> _ABOUT THIS TASK_
Take the entries below and print only the lines from the one with "The origin is" through the one with "given and logged.", exactly as they stand, both ends included.

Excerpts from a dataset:
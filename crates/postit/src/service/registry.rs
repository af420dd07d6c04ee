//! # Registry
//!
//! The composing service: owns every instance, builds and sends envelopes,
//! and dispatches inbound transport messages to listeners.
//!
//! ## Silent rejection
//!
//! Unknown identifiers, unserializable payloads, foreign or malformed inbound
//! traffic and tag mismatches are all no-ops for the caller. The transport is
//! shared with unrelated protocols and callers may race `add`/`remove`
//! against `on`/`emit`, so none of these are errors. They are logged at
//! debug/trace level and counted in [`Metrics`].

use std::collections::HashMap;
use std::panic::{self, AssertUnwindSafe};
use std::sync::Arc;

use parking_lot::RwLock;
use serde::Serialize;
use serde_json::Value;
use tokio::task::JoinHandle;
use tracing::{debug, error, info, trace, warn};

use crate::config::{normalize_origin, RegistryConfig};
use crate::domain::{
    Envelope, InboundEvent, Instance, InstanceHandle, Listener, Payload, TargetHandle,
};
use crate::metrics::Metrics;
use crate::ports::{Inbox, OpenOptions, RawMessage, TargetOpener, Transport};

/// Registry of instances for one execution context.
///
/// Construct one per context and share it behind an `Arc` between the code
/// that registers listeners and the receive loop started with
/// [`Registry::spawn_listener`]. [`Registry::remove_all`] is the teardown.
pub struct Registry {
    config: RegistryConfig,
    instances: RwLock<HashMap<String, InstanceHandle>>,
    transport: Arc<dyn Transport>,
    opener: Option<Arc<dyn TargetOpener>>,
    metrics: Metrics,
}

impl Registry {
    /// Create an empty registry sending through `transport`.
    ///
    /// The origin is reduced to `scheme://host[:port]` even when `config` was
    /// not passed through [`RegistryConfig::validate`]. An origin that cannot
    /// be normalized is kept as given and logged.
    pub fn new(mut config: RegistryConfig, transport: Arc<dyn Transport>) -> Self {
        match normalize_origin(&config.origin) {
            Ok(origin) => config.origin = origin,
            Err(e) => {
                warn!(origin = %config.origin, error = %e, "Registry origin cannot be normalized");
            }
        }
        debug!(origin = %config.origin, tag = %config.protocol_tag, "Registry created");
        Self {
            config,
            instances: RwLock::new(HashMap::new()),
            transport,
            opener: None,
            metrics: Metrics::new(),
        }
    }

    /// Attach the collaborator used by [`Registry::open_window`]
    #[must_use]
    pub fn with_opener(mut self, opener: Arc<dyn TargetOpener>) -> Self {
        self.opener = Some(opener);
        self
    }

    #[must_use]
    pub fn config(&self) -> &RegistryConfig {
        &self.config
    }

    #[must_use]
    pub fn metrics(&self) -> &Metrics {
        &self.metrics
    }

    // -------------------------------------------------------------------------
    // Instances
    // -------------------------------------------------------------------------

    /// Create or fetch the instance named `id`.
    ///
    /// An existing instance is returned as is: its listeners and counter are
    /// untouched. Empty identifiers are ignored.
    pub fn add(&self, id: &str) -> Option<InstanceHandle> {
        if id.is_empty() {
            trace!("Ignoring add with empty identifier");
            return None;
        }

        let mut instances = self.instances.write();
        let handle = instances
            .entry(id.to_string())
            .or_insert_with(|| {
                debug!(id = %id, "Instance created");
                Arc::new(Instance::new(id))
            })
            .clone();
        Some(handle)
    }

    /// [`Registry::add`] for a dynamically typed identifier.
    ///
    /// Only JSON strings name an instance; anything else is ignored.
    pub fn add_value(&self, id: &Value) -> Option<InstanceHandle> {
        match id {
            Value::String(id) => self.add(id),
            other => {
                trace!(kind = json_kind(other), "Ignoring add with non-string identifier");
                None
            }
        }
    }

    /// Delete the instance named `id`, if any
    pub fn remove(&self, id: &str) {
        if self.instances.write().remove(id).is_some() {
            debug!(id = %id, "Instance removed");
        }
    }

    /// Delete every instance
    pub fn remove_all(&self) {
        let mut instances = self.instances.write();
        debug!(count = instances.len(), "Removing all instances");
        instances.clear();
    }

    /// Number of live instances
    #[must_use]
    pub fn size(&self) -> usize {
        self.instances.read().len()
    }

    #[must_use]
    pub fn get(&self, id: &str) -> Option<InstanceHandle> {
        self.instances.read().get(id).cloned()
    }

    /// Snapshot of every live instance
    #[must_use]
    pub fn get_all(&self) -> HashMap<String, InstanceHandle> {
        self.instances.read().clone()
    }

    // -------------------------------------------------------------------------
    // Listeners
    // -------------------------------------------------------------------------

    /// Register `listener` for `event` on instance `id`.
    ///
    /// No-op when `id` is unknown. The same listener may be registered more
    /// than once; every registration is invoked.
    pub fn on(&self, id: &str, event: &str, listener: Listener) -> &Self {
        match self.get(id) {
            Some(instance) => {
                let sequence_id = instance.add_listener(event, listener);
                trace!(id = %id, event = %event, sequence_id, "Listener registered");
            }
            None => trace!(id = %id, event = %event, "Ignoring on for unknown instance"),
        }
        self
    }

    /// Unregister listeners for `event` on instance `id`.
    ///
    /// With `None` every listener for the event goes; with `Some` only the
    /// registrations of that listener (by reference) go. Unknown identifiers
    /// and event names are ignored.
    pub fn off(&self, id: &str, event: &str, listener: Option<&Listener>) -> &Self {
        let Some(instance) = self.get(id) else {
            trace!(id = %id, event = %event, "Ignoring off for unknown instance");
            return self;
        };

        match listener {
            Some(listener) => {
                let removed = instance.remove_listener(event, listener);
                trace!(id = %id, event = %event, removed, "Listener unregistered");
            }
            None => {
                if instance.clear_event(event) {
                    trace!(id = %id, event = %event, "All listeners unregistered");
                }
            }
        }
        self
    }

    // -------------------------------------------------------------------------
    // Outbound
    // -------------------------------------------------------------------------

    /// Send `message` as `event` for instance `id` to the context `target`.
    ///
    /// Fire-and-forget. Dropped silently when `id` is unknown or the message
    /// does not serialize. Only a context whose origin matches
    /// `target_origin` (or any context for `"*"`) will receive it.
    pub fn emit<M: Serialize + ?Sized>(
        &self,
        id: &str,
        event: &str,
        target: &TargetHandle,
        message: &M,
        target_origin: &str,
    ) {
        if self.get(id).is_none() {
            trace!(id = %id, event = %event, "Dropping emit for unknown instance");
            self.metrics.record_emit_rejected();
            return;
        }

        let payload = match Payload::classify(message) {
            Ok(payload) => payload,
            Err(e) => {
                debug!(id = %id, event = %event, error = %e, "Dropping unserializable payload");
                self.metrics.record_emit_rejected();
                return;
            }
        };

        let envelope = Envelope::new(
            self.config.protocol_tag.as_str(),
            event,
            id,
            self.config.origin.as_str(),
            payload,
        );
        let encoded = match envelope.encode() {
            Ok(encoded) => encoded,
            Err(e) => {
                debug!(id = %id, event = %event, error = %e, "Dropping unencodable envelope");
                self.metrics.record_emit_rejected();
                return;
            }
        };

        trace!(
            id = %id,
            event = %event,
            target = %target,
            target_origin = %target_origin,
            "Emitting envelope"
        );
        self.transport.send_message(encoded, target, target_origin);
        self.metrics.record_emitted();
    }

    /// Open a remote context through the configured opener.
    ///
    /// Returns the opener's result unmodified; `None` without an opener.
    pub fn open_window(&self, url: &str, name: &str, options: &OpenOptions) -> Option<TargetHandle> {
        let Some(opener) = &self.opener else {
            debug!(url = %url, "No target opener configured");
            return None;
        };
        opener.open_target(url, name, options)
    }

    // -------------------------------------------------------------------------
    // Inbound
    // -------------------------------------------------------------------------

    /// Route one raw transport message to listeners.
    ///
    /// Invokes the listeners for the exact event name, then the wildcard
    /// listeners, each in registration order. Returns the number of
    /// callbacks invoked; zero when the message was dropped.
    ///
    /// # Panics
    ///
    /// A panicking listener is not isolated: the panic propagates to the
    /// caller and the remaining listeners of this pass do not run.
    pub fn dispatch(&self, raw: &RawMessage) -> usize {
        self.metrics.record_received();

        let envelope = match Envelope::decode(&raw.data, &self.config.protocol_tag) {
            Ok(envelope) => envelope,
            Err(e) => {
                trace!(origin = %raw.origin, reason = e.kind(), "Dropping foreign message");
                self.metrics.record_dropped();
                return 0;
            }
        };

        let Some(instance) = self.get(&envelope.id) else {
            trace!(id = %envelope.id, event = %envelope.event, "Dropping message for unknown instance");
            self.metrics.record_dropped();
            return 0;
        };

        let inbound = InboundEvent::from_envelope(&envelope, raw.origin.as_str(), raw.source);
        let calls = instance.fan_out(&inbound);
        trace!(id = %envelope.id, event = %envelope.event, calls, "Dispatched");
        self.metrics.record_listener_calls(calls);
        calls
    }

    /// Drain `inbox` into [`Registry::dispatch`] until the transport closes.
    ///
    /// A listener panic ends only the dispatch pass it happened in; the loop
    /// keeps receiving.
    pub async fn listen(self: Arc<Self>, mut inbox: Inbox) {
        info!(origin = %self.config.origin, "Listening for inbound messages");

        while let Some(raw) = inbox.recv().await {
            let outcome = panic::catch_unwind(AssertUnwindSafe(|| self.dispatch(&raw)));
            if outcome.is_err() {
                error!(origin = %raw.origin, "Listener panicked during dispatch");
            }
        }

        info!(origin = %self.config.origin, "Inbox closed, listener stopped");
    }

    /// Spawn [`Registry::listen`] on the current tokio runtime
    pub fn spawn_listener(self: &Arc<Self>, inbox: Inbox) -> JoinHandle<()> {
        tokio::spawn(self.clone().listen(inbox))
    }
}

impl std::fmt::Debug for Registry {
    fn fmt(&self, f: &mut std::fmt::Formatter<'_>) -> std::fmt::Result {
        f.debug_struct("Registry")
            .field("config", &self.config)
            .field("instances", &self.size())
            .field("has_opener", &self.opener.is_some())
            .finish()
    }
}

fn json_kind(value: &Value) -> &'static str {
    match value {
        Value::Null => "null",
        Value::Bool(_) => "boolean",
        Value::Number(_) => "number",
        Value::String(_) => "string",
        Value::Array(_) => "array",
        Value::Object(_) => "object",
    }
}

> _COMPLETED EXERCISE_
    /// The origin is reduced to `scheme://host[:port]` even when `config` was
    /// not passed through [`RegistryConfig::validate`]. An origin that cannot
    /// be normalized is kept as given and logged.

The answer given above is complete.